Transport of Sugar in Plants
Translocation is the movement of carbohydrates through phloem from a source, such as leaves, to a sink, a site of carbohydrate utilization. Translocation is described by the pressure-flow hypothesis, as follows: 1. Sugars enter sieve-tube members. Soluble carbohydrates, such as fructose and sucrose, move from a site of production, such as the palisade mesophyll, to phloem sieve-tube members by active transport. This develops a concentration of solutes (dissolved substances, sugars in this case) in the sieve-tube members at the source that is higher than that at the sink (a root, for example). 2. Water enters sieve-tube members.
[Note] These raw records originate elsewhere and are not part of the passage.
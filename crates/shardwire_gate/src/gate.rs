//! Fan-out of keyspace-id addressed batches.

use crate::error::{GateError, GateResult};
use crate::resolver::Resolver;
use crate::topology::ShardReference;
use shardwire_tabletconn::{Context, DialerRegistry, TabletError};
use shardwire_types::{BoundQuery, KeyspaceIdBatchQuery, QueryResult, Target};
use tokio::task::JoinSet;
use tracing::debug;

/// The queries of one batch that land on one shard, in input order.
#[derive(Debug)]
struct ShardBatch {
    target: Target,
    shard: ShardReference,
    indexes: Vec<usize>,
    queries: Vec<BoundQuery>,
    as_transaction: bool,
}

impl ShardBatch {
    fn fail(&self, source: TabletError) -> GateError {
        GateError::tablet(self.target.keyspace.clone(), self.shard.name.clone(), source)
    }

    async fn run(self, ctx: Context, dialers: DialerRegistry) -> GateResult<(Vec<usize>, Vec<QueryResult>)> {
        let mut conn = dialers
            .dial(&ctx, &self.shard.endpoint, &self.target)
            .await
            .map_err(|e| self.fail(e))?;
        let outcome = conn
            .execute_batch(&ctx, self.queries.clone(), self.as_transaction, 0)
            .await;
        conn.close().await;
        let results = outcome.map_err(|e| self.fail(e))?;
        if results.len() != self.indexes.len() {
            return Err(self.fail(TabletError::Protocol(format!(
                "{} results for {} queries",
                results.len(),
                self.indexes.len()
            ))));
        }
        debug!(target = %self.target, queries = results.len(), "shard batch done");
        Ok((self.indexes, results))
    }
}

/// Folds one shard's result into the result of the same query from other
/// shards.
fn merge(into: &mut QueryResult, part: QueryResult) {
    if into.fields.is_empty() {
        into.fields = part.fields;
    }
    if into.insert_id == 0 {
        into.insert_id = part.insert_id;
    }
    into.rows_affected += part.rows_affected;
    into.rows.extend(part.rows);
}

/// Routes keyspace-id addressed batches to their shards.
#[derive(Debug, Clone)]
pub struct Gate {
    resolver: Resolver,
    dialers: DialerRegistry,
}

impl Gate {
    /// Creates a gate dialing through `dialers`.
    pub fn new(resolver: Resolver, dialers: DialerRegistry) -> Self {
        Self { resolver, dialers }
    }

    /// Returns the resolver.
    pub fn resolver(&self) -> &Resolver {
        &self.resolver
    }

    fn plan(&self, batch: &KeyspaceIdBatchQuery) -> GateResult<Vec<ShardBatch>> {
        // Transaction ids live on the connection that began them.
        let open = batch
            .session
            .iter()
            .flat_map(|session| &session.shard_sessions)
            .find(|shard| shard.transaction_id != 0);
        if let Some(open) = open {
            return Err(GateError::InvalidRequest(format!(
                "transaction {} on {} cannot be carried onto a new connection",
                open.transaction_id, open.target
            )));
        }
        let mut parts: Vec<ShardBatch> = Vec::new();
        for (index, item) in batch.queries.iter().enumerate() {
            if item.keyspace_ids.is_empty() {
                return Err(GateError::InvalidRequest(format!(
                    "query {index} names no keyspace ids"
                )));
            }
            let mut owners: Vec<ShardReference> = Vec::new();
            for keyspace_id in &item.keyspace_ids {
                let shard = self.resolver.shard_for(&item.keyspace, keyspace_id)?;
                if !owners.iter().any(|s| s.name == shard.name) {
                    owners.push(shard);
                }
            }
            for shard in owners {
                let target = Target::new(item.keyspace.clone(), shard.name.clone(), batch.tablet_type);
                match parts.iter_mut().find(|p| p.target == target) {
                    Some(part) => {
                        part.indexes.push(index);
                        part.queries.push(item.query.clone());
                    }
                    None => parts.push(ShardBatch {
                        target,
                        shard,
                        indexes: vec![index],
                        queries: vec![item.query.clone()],
                        as_transaction: batch.as_transaction,
                    }),
                }
            }
        }
        Ok(parts)
    }

    /// Runs a batch on the shards owning its keyspace ids.
    ///
    /// Each shard receives its queries as one `execute_batch` over its own
    /// connection, in parallel with the other shards. Results come back in
    /// input order; a query spanning several shards gets their results
    /// merged. The first shard failure fails the call and abandons the
    /// remaining shards.
    ///
    /// Connections are dialed per call, so a session holding shard
    /// transactions is rejected with `InvalidRequest`.
    pub async fn execute_batch_keyspace_ids(
        &self,
        ctx: &Context,
        batch: KeyspaceIdBatchQuery,
    ) -> GateResult<Vec<QueryResult>> {
        let parts = self.plan(&batch)?;
        let ctx = match &batch.caller_id {
            Some(caller_id) => ctx.with_caller_id(caller_id.clone()),
            None => ctx.clone(),
        };
        debug!(queries = batch.queries.len(), shards = parts.len(), "routing keyspace id batch");

        let shards = parts.len();
        let mut tasks = JoinSet::new();
        for (order, part) in parts.into_iter().enumerate() {
            let run = part.run(ctx.clone(), self.dialers.clone());
            tasks.spawn(async move { (order, run.await) });
        }

        let mut outputs: Vec<Option<(Vec<usize>, Vec<QueryResult>)>> = vec![None; shards];
        while let Some(joined) = tasks.join_next().await {
            let (order, output) =
                joined.map_err(|e| GateError::Internal(format!("shard task failed: {e}")))?;
            outputs[order] = Some(output?);
        }

        // Merge in plan order, not completion order.
        let mut results = vec![QueryResult::new(); batch.queries.len()];
        for (indexes, parts) in outputs.into_iter().flatten() {
            for (index, part) in indexes.into_iter().zip(parts) {
                merge(&mut results[index], part);
            }
        }
        Ok(results)
    }
}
As a result of the movement of solutes into the sieve-tube members, the concentration of water inside the cell becomes less than in the area outside the cell. As a result, water diffuses into these cells, moving down the water concentration gradient. 3. Pressure in sieve-tube members at the source moves water and sugars to sieve-tube members at the sink through sieve tubes. When water enters the sieve-tube members in the leaves (or other source), pressure builds up because the rigid cell wall does not expand. As a result, water and sugars move by bulk flow through sieve tubes (through sieve plates between sieve-tube members). 4. Pressure is reduced in sieve-tube members at the sink as sugars are removed for utilization by nearby cells. As water and sugars move by bulk flow from source to sink, pressure begins to build at the sink. However, a sink is an area where carbohydrates are being utilized. Thus, sugars are removed from the sieve-tube members (by active transport), which increases the concentration of water within the sieve-tube members. Water then diffuses out of the cell (moving down the water concentration gradient), relieving the pressure
Transport of Water in Plants
Water and dissolved minerals enter the roots through root hairs by osmosis. There are two pathways by which the water moves toward the center of the root, as follows. 1. Water moves through cell walls and intercellular spaces from one cell to another without ever entering the cells. This pathway is called the apoplast and consists of the "nonliving" portion of cells. 2. Water moves from one cell to another through the symplast, or "living" portion of cells. In this pathway, it moves from the cytoplasm of one cell to the cytoplasm of the next through plasmodesmata, small tubes that connect the cytoplasm of adjacent cells. When water reaches the endodermis, it can continue into the vascular cylinder only through the symplast pathway. The apoplast pathway is blocked by the suberin that permeates the casparian strips. The endodermal cells allow water to enter the stele (vascular cylinder) but are selective as to which minerals are allowed to enter. For example, potassium (K+ ), an essential mineral, is allowed to pass, while sodium (Na+ , common in soils but unused in plants, is blocked. Once through the endodermis, water and minerals continue by the apoplast pathway to the xylem. The xylem tissue, consisting of tracheids and vessels, is the major conducting mechanism of the plant.